By taking up precision farming farmers bring in a measure of accuracy in everything they do. And it is not rocket science. Tractors fitted with sensors are available to help them till the land to the exact depth that the crop needs. They can divide their fields into various quadrants and test them for NPK and other nutrients. Today even satellite imagery can be used to identify nutrient level in the soil. Remedial actions can be taken based on need. Equipment is available to sow crops at prescribed spatial distance and at the right depth.

Due to obvious reasons, precision farming comes at a cost — ₹2 lakh per hectare. As per TBL, adapting technology for typical small Indian farms and illiterate farmers is a challenge too. But models are already available to deal with these issues. Farmers with small land holdings are already hiring tractors and other farm equipment, instead of buying them, from custom hiring centres in various states or from other private initiatives like Mahindra group’s Trringo App or TAFE’s J-Farm Services platform to name a few. This network can also be used to offer precision farming related services on a pay per use basis.

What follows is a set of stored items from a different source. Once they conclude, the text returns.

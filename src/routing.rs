use crate::config::PortConfig;
use crate::ir::{Connection, WorkflowGraph};
use crate::layout::Layout;
use crate::ports::{node_radius, port_coordinate, PortSide};
use serde::Serialize;

/// Direction the control points lean towards.
#[derive(Debug, Clone, Copy, PartialEq, Eq, Default, Serialize)]
#[serde(rename_all = "lowercase")]
pub enum Bias {
    None,
    Left,
    #[default]
    Right,
}

/// A single cubic Bezier from an output port to an input port.
#[derive(Debug, Clone, Copy, PartialEq, Serialize)]
pub struct ConnectionPath {
    pub start: (f32, f32),
    pub control1: (f32, f32),
    pub control2: (f32, f32),
    pub end: (f32, f32),
}

impl ConnectionPath {
    pub fn to_svg_path(&self) -> String {
        format!(
            "M {:.2} {:.2} C {:.2} {:.2} {:.2} {:.2} {:.2} {:.2}",
            self.start.0,
            self.start.1,
            self.control1.0,
            self.control1.1,
            self.control2.0,
            self.control2.1,
            self.end.0,
            self.end.1
        )
    }

    pub fn points(&self) -> [(f32, f32); 4] {
        [self.start, self.control1, self.control2, self.end]
    }
}

pub fn connection_path(from: (f32, f32), to: (f32, f32), bias: Bias) -> ConnectionPath {
    let (x1, y1) = from;
    let (x2, y2) = to;
    let half_span = (x1 - x2).abs() / 2.0;
    let (out_x, in_x) = match bias {
        Bias::None => {
            let mid = x1 + (x2 - x1) / 2.0;
            (mid, mid)
        }
        Bias::Right => (x1 + half_span, x2 - half_span),
        Bias::Left => (x1 - half_span, x2 + half_span),
    };
    ConnectionPath {
        start: from,
        control1: (out_x, y1),
        control2: (in_x, y2),
        end: to,
    }
}

/// Port anchors for `conn`. A node without a position drops the edge; a
/// port that cannot be found anchors on the node's edge instead.
pub fn connection_endpoints(
    graph: &WorkflowGraph,
    layout: &Layout,
    conn: &Connection,
    ports: &PortConfig,
) -> Option<((f32, f32), (f32, f32))> {
    let from_center = layout.position(&conn.from.id)?;
    let to_center = layout.position(&conn.to.id)?;

    let start = port_coordinate(graph, &conn.from.id, from_center, &conn.from.port, PortSide::Output, ports)
        .unwrap_or_else(|| {
            tracing::warn!(node = %conn.from.id, port = %conn.from.port, "output port not found, anchoring on node edge");
            (from_center.0 + node_radius(graph, &conn.from.id, ports), from_center.1)
        });
    let end = port_coordinate(graph, &conn.to.id, to_center, &conn.to.port, PortSide::Input, ports)
        .unwrap_or_else(|| {
            tracing::warn!(node = %conn.to.id, port = %conn.to.port, "input port not found, anchoring on node edge");
            (to_center.0 - node_radius(graph, &conn.to.id, ports), to_center.1)
        });
    Some((start, end))
}

pub fn route_connection(
    graph: &WorkflowGraph,
    layout: &Layout,
    conn: &Connection,
    ports: &PortConfig,
    bias: Bias,
) -> Option<ConnectionPath> {
    let (start, end) = connection_endpoints(graph, layout, conn, ports)?;
    Some(connection_path(start, end, bias))
}
use crate::ports::{input_ports, node_radius, output_ports};
use crate::scene::{EdgeState, Scene, ViewState};
use serde::Serialize;
use std::fs::File;
use std::io::BufWriter;
use std::path::Path;

#[derive(Debug, Serialize)]
pub struct LayoutDump {
    pub workflow_id: String,
    pub width: f32,
    pub height: f32,
    pub view: ViewState,
    pub levels: Vec<Vec<String>>,
    pub nodes: Vec<NodeDump>,
    pub edges: Vec<EdgeDump>,
}

#[derive(Debug, Serialize)]
pub struct NodeDump {
    pub id: String,
    pub kind: String,
    pub label: String,
    pub level: usize,
    pub x: f32,
    pub y: f32,
    pub radius: f32,
    pub input_ports: Vec<String>,
    pub output_ports: Vec<String>,
}

#[derive(Debug, Serialize)]
pub struct EdgeDump {
    pub from: String,
    pub from_port: String,
    pub to: String,
    pub to_port: String,
    pub state: EdgeState,
    pub path: Option<String>,
    pub points: Vec<[f32; 2]>,
}

impl LayoutDump {
    pub fn from_scene(scene: &Scene) -> Self {
        let ports = &scene.config().ports;
        let nodes = scene
            .layout
            .nodes
            .values()
            .map(|node| NodeDump {
                id: node.id.clone(),
                kind: node.kind.as_str().to_string(),
                label: scene.graph.node_label(&node.id).unwrap_or(node.id.as_str()).to_string(),
                level: node.level,
                x: node.x,
                y: node.y,
                radius: node_radius(&scene.graph, &node.id, ports),
                input_ports: input_ports(&scene.graph, &node.id)
                    .into_iter()
                    .map(|p| format!("{}: {}", p.id, p.ty))
                    .collect(),
                output_ports: output_ports(&scene.graph, &node.id)
                    .into_iter()
                    .map(|p| format!("{}: {}", p.id, p.ty))
                    .collect(),
            })
            .collect();

        let edges = scene
            .edges
            .iter()
            .map(|edge| EdgeDump {
                from: edge.connection.from.id.clone(),
                from_port: edge.connection.from.port.clone(),
                to: edge.connection.to.id.clone(),
                to_port: edge.connection.to.port.clone(),
                state: scene.edge_state(edge),
                path: edge.path.map(|p| p.to_svg_path()),
                points: edge
                    .path
                    .map(|p| p.points().iter().map(|(x, y)| [*x, *y]).collect())
                    .unwrap_or_default(),
            })
            .collect();

        LayoutDump {
            workflow_id: scene.graph.id.clone(),
            width: scene.layout.width,
            height: scene.layout.height,
            view: scene.view,
            levels: scene.layout.levels.clone(),
            nodes,
            edges,
        }
    }
}

pub fn write_layout_dump(path: &Path, scene: &Scene) -> anyhow::Result<()> {
    let file = File::create(path)?;
    let writer = BufWriter::new(file);
    let dump = LayoutDump::from_scene(scene);
    serde_json::to_writer_pretty(writer, &dump)?;
    Ok(())
}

The government, for its part, should re-orient subsidies away from products to technology-based farming. It must also enhance capacity building, especially among extension workers, to teach precision farming to the farmers. Markets need to be developed to absorb the additional output that will come with special emphasis on value addition through processing of the produce. Otherwise, the benefits of precision farming will be lost due to low prices.

Finally, precision farming makes agriculture less risky and more engaging which will draw youngsters into the profession. It is also a good way to ensure India’s food security.